Одновременно с этим я должен был ходить в существовавший тогда Музей нового западного искусства и смотреть французских импрессионистов, слушать музыку Равеля и Дебюсси, изучать биографию Золя. И я принялся за работу.
Я сидел в Ленинской библиотеке, бегал по музеям, сидел в консерватории, каждодневно приобщаясь к звукам, цвету, содержанию и форме определенного интереснейшего момента в истории развития мирового искусства.
Эйзенштейн воспитывал тем самым, кроме этого непосредственного приобщения к высотам человеческой культуры, историчность восприятия, понимание взаимосвязанности искусств, процессов развития общества, осознание сложности и уникальности творческого труда в искусстве.
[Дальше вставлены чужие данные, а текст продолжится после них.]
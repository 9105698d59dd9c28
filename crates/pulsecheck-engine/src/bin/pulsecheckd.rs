// Copyright (c) 2025 R3BL LLC. Licensed under Apache License, Version 2.0.

//! Worker process entry point: read configuration from the environment,
//! install logging, build the reactor, and run it until a shutdown signal
//! arrives.

use pulsecheck_engine::{Engine, EngineConfig};

fn main() {
    let config = EngineConfig::from_env();
    pulsecheck_engine::logging::init(&config);

    let mut engine = match Engine::new(config) {
        Ok(engine) => engine,
        Err(e) => {
            tracing::error!(error = %e, "failed to start pulsecheckd");
            std::process::exit(1);
        }
    };

    if let Err(e) = engine.run() {
        tracing::error!(error = %e, "pulsecheckd exited with an error");
        std::process::exit(1);
    }
}
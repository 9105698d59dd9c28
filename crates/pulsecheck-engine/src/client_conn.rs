// Copyright (c) 2025 R3BL LLC. Licensed under Apache License, Version 2.0.

//! The per-IPC-connection record. Lives in its own slab, disjoint from the
//! check slab, so dispatch can tell a client fd from a check fd by slab membership.

/// A connected client of the IPC listener.
pub struct ClientConn {
    pub stream: mio::net::UnixStream,
    /// Slab key of the check this client is currently waiting on, if any.
    /// Cleared when the check finishes (or when this client asked for no
    /// check yet).
    pub in_flight_check: Option<usize>,
}

impl ClientConn {
    pub fn new(stream: mio::net::UnixStream) -> Self {
        Self { stream, in_flight_check: None }
    }
}
// Copyright (c) 2025 R3BL LLC. Licensed under Apache License, Version 2.0.

//! Process-wide configuration, read once from the environment at startup
//! and then treated as immutable for the life of the process, the same
//! shape a `TracingConfig`/`WriterConfig` pair uses for its own one-shot
//! setup.

use std::time::Duration;

/// Default abstract-namespace name (after the leading NUL byte).
pub const DEFAULT_SOCKET_NAME: &str = "pulsecheck";
const DEFAULT_LOG_FILTER: &str = "info";
const DEFAULT_MAX_EVENTS: usize = 16;

/// `pretty` or `json` tracing-subscriber output.
#[derive(Debug, Clone, Copy, PartialEq, Eq)]
pub enum LogFormat {
    Pretty,
    Json,
}

impl LogFormat {
    fn parse(raw: &str) -> Self {
        match raw {
            "json" => LogFormat::Json,
            _ => LogFormat::Pretty,
        }
    }
}

/// Engine tunables. Construct with [`EngineConfig::from_env`]; there is
/// deliberately no builder since every field has a sensible default and the
/// only caller is `pulsecheckd`'s `main`.
#[derive(Debug, Clone)]
pub struct EngineConfig {
    /// Abstract-namespace name, without the leading NUL.
    pub socket_name: String,
    /// `tracing_subscriber::EnvFilter` directive string.
    pub log_filter: String,
    pub log_format: LogFormat,
    /// Capacity passed to `mio::Events::with_capacity`.
    pub max_events: usize,
}

impl EngineConfig {
    pub fn from_env() -> Self {
        Self {
            socket_name: std::env::var("PULSECHECK_SOCKET_NAME")
                .unwrap_or_else(|_| DEFAULT_SOCKET_NAME.to_string()),
            log_filter: std::env::var("PULSECHECK_LOG").unwrap_or_else(|_| DEFAULT_LOG_FILTER.to_string()),
            log_format: std::env::var("PULSECHECK_LOG_FORMAT")
                .map(|raw| LogFormat::parse(&raw))
                .unwrap_or(LogFormat::Pretty),
            max_events: std::env::var("PULSECHECK_MAX_EVENTS")
                .ok()
                .and_then(|raw| raw.parse().ok())
                .unwrap_or(DEFAULT_MAX_EVENTS),
        }
    }
}

impl Default for EngineConfig {
    fn default() -> Self {
        Self {
            socket_name: DEFAULT_SOCKET_NAME.to_string(),
            log_filter: DEFAULT_LOG_FILTER.to_string(),
            log_format: LogFormat::Pretty,
            max_events: DEFAULT_MAX_EVENTS,
        }
    }
}

/// Fixed deadlines for each check state, unlike `EngineConfig`'s deployment
/// knobs these are not read from the environment.
pub const TIMEOUT_FRESH_DIAL: Duration = Duration::from_secs(4);
pub const TIMEOUT_RECOVERY: Duration = Duration::from_secs(3);
pub const TIMEOUT_KEEP_ALIVE: Duration = Duration::from_secs(60);

/// Bound on `Poll::poll`'s wait so the expiry sweeper gets to run once a
/// second even under zero I/O activity.
pub const REACTOR_POLL_TIMEOUT: Duration = Duration::from_secs(1);
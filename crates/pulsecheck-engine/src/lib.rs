// Copyright (c) 2025 R3BL LLC. Licensed under Apache License, Version 2.0.

//! Library surface of the `pulsecheckd` worker: a single-threaded reactor
//! that accepts local IPC connections, pipelines HTTP HEAD checks over
//! pooled TCP connections, and reports a [`pulsecheck_wire::Verdict`] back
//! to each caller.

pub mod client_conn;
pub mod config;
pub mod dial;
pub mod engine;
pub mod entry;
pub mod error;
pub mod logging;
pub mod pool;
pub mod tokens;
pub mod unix_socket;

pub use config::EngineConfig;
pub use engine::Engine;
pub use error::EngineError;
// Copyright (c) 2025 R3BL LLC. Licensed under Apache License, Version 2.0.

//! `mio::Token` allocation. The check slab and the client slab share one
//! `mio::Poll`, so their tokens must never collide; rather than tracking a
//! separate free-standing counter, a check's token is always even and a
//! client's always odd, both derived directly from the slab key they
//! index — which is also how the three-way dispatch classification
//! ("outbound socket in `CheckTable`" vs "listener" vs "client IPC fd") is
//! implemented: decoding a token tells you which slab to look in.

use mio::Token;

pub const LISTENER_TOKEN: Token = Token(0);
pub const SIGNAL_TOKEN: Token = Token(1);

pub enum TokenKind {
    Listener,
    Signal,
    Check(usize),
    Client(usize),
}

pub fn check_token(key: usize) -> Token {
    Token(2 * key + 2)
}

pub fn client_token(key: usize) -> Token {
    Token(2 * key + 3)
}

pub fn decode(token: Token) -> TokenKind {
    match token.0 {
        0 => TokenKind::Listener,
        1 => TokenKind::Signal,
        raw if raw % 2 == 0 => TokenKind::Check((raw - 2) / 2),
        raw => TokenKind::Client((raw - 3) / 2),
    }
}

#[cfg(test)]
mod tests {
    use super::*;

    #[test]
    fn check_and_client_tokens_never_collide() {
        for key in 0..100usize {
            match decode(check_token(key)) {
                TokenKind::Check(k) => assert_eq!(k, key),
                _ => panic!("expected a Check token"),
            }
            match decode(client_token(key)) {
                TokenKind::Client(k) => assert_eq!(k, key),
                _ => panic!("expected a Client token"),
            }
            assert_ne!(check_token(key), client_token(key));
        }
    }

    #[test]
    fn reserved_tokens_decode_correctly() {
        assert!(matches!(decode(LISTENER_TOKEN), TokenKind::Listener));
        assert!(matches!(decode(SIGNAL_TOKEN), TokenKind::Signal));
    }
}
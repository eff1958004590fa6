//! Data models for catalog objects and exported files.
//!
//! Everything here lives for a single run: descriptors come out of catalog
//! queries, are exported immediately, and are then dropped.

use std::fmt;
use std::path::PathBuf;

/// Category of exportable database object.
#[derive(Debug, Clone, Copy, PartialEq, Eq, Hash)]
pub enum ObjectCategory {
    Table,
    View,
    StoredProcedure,
    Function,
}

impl ObjectCategory {
    /// All categories in export order.
    pub const ALL: [ObjectCategory; 4] = [
        ObjectCategory::Table,
        ObjectCategory::View,
        ObjectCategory::StoredProcedure,
        ObjectCategory::Function,
    ];

    /// Name of the subdirectory holding this category's files.
    pub fn dir_name(self) -> &'static str {
        match self {
            ObjectCategory::Table => "tables",
            ObjectCategory::View => "views",
            ObjectCategory::StoredProcedure => "storedprocedures",
            ObjectCategory::Function => "functions",
        }
    }
}

impl fmt::Display for ObjectCategory {
    fn fmt(&self, f: &mut fmt::Formatter<'_>) -> fmt::Result {
        match self {
            ObjectCategory::Table => write!(f, "table"),
            ObjectCategory::View => write!(f, "view"),
            ObjectCategory::StoredProcedure => write!(f, "stored procedure"),
            ObjectCategory::Function => write!(f, "function"),
        }
    }
}

/// A database object observed during enumeration.
#[derive(Debug, Clone, PartialEq, Eq, Hash)]
pub struct ObjectDescriptor {
    pub name: String,
    pub category: ObjectCategory,
}

impl ObjectDescriptor {
    pub fn new(name: impl Into<String>, category: ObjectCategory) -> Self {
        Self {
            name: name.into(),
            category,
        }
    }
}

/// Declared length of a column, from `CHARACTER_MAXIMUM_LENGTH`.
#[derive(Debug, Clone, Copy, PartialEq, Eq)]
pub enum ColumnLength {
    /// No length applies (numeric, date, ...)
    None,
    /// Fixed upper bound
    Bounded(i32),
    /// Unbounded (`-1` in the catalog), rendered as `MAX`
    Max,
}

impl ColumnLength {
    /// Interprets a raw `CHARACTER_MAXIMUM_LENGTH` value.
    pub fn from_catalog(raw: Option<i32>) -> Self {
        match raw {
            None => ColumnLength::None,
            Some(-1) => ColumnLength::Max,
            Some(n) => ColumnLength::Bounded(n),
        }
    }
}

/// Column metadata used to synthesize a table script.
#[derive(Debug, Clone, PartialEq, Eq)]
pub struct ColumnDefinition {
    pub name: String,
    pub data_type: String,
    pub length: ColumnLength,
    pub is_nullable: bool,
    pub is_identity: bool,
}

impl ColumnDefinition {
    /// Creates a nullable, non-identity column without a length.
    pub fn new(name: impl Into<String>, data_type: impl Into<String>) -> Self {
        Self {
            name: name.into(),
            data_type: data_type.into(),
            length: ColumnLength::None,
            is_nullable: true,
            is_identity: false,
        }
    }

    pub fn with_length(mut self, length: ColumnLength) -> Self {
        self.length = length;
        self
    }

    pub fn not_null(mut self) -> Self {
        self.is_nullable = false;
        self
    }

    pub fn identity(mut self) -> Self {
        self.is_identity = true;
        self
    }
}

/// One file written during an export run.
#[derive(Debug, Clone, PartialEq, Eq)]
pub struct ExportedObject {
    pub descriptor: ObjectDescriptor,
    pub path: PathBuf,
}

/// Result of a completed export run.
#[derive(Debug, Clone, Default)]
pub struct ExportSummary {
    pub database: String,
    pub exported: Vec<ExportedObject>,
}

impl ExportSummary {
    /// Number of files written for a category.
    pub fn count(&self, category: ObjectCategory) -> usize {
        self.exported
            .iter()
            .filter(|object| object.descriptor.category == category)
            .count()
    }

    /// Total number of files written.
    pub fn total(&self) -> usize {
        self.exported.len()
    }
}

#[cfg(test)]
mod tests {
    use super::*;

    #[test]
    fn test_category_directories() {
        let dirs: Vec<_> = ObjectCategory::ALL.iter().map(|c| c.dir_name()).collect();
        assert_eq!(dirs, ["tables", "views", "storedprocedures", "functions"]);
    }

    #[test]
    fn test_column_length_from_catalog() {
        assert_eq!(ColumnLength::from_catalog(None), ColumnLength::None);
        assert_eq!(ColumnLength::from_catalog(Some(-1)), ColumnLength::Max);
        assert_eq!(ColumnLength::from_catalog(Some(50)), ColumnLength::Bounded(50));
    }

    #[test]
    fn test_summary_counts() {
        let summary = ExportSummary {
            database: "Sales".to_string(),
            exported: vec![
                ExportedObject {
                    descriptor: ObjectDescriptor::new("Orders", ObjectCategory::Table),
                    path: PathBuf::from("out/Sales/tables/Orders.sql"),
                },
                ExportedObject {
                    descriptor: ObjectDescriptor::new("Customers", ObjectCategory::Table),
                    path: PathBuf::from("out/Sales/tables/Customers.sql"),
                },
                ExportedObject {
                    descriptor: ObjectDescriptor::new("vOpenOrders", ObjectCategory::View),
                    path: PathBuf::from("out/Sales/views/vOpenOrders.sql"),
                },
            ],
        };

        assert_eq!(summary.count(ObjectCategory::Table), 2);
        assert_eq!(summary.count(ObjectCategory::View), 1);
        assert_eq!(summary.count(ObjectCategory::Function), 0);
        assert_eq!(summary.total(), 3);
    }
}
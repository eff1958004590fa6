//! Connection string container with automatic memory zeroing.
//!
//! The connection string is the only secret the exporter handles. It is kept
//! in a `Zeroizing` buffer, never shown by `Debug`, and only handed out in
//! plain form to the driver that parses it.

use crate::error::redact_connection_string;
use serde::{Deserialize, Deserializer};
use std::fmt;
use zeroize::Zeroizing;

/// Connection string that zeros its memory on drop.
///
/// # Example
///
/// ```rust
/// use txtsql_core::security::ConnectionString;
///
/// let conn = ConnectionString::new("Server=db;User Id=sa;Password=secret".to_string());
/// assert!(!format!("{:?}", conn).contains("secret"));
/// assert_eq!(conn.expose(), "Server=db;User Id=sa;Password=secret");
/// ```
#[derive(Clone)]
pub struct ConnectionString(Zeroizing<String>);

impl ConnectionString {
    pub fn new(value: String) -> Self {
        Self(Zeroizing::new(value))
    }

    /// Plain value, for the driver only. Never log it.
    pub fn expose(&self) -> &str {
        &self.0
    }

    /// Sanitized form safe for logs and error messages.
    pub fn redacted(&self) -> String {
        redact_connection_string(&self.0)
    }

    /// True when the value is empty or whitespace only.
    pub fn is_blank(&self) -> bool {
        self.0.trim().is_empty()
    }
}

impl fmt::Debug for ConnectionString {
    fn fmt(&self, f: &mut fmt::Formatter<'_>) -> fmt::Result {
        f.debug_tuple("ConnectionString")
            .field(&self.redacted())
            .finish()
    }
}

impl<'de> Deserialize<'de> for ConnectionString {
    fn deserialize<D>(deserializer: D) -> std::result::Result<Self, D::Error>
    where
        D: Deserializer<'de>,
    {
        String::deserialize(deserializer).map(Self::new)
    }
}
Я назвал бы все это уроками комплексного восприятия искусства и жизни.
Работа была изнуряющей, но в конце меня всегда ожидала награда: встреча с мэтром. Я мог прийти к нему на свидание только тогда, когда прочту, увижу и услышу все, что он мне назначил. И если с Золя я расправился довольно легко, то с Бальзаком было значительно труднее, а свидание могло состояться только тогда, когда я закрою последний лист последнего романа «Человеческой комедии».
Чтение началось с романа «Утраченные иллюзии», и Люсьен де Рюбампрэ стал на время главным героем, введшим меня за руку в огромный переплетающийся мир бальзаковских героев. И, конечно, было необходимо прочесть «Необычайную жизнь Оноре де Бальзака» Рене Бенжамена и заняться японским искусством, которым интересовался сам Бальзак. Так как Бальзак написал больше, чем Золя, то и работа была еще большая. Но в этой работе я постигал огромную радость чтения для дела, а не только для удовольствия или развлечения.
Эйзенштейн видел, что я стараюсь, и я получил возможность чаще ходить к нему.
Я приходил всегда утром перед завтраком, когда Эйзенштейн был в халате, и проводил с ним часа 3–4 в увлекательных разговорах. Каждый из этих разговоров был сам по себе университетом для меня и по разнообразию тем и поводов, и по количеству приобретаемых знаний.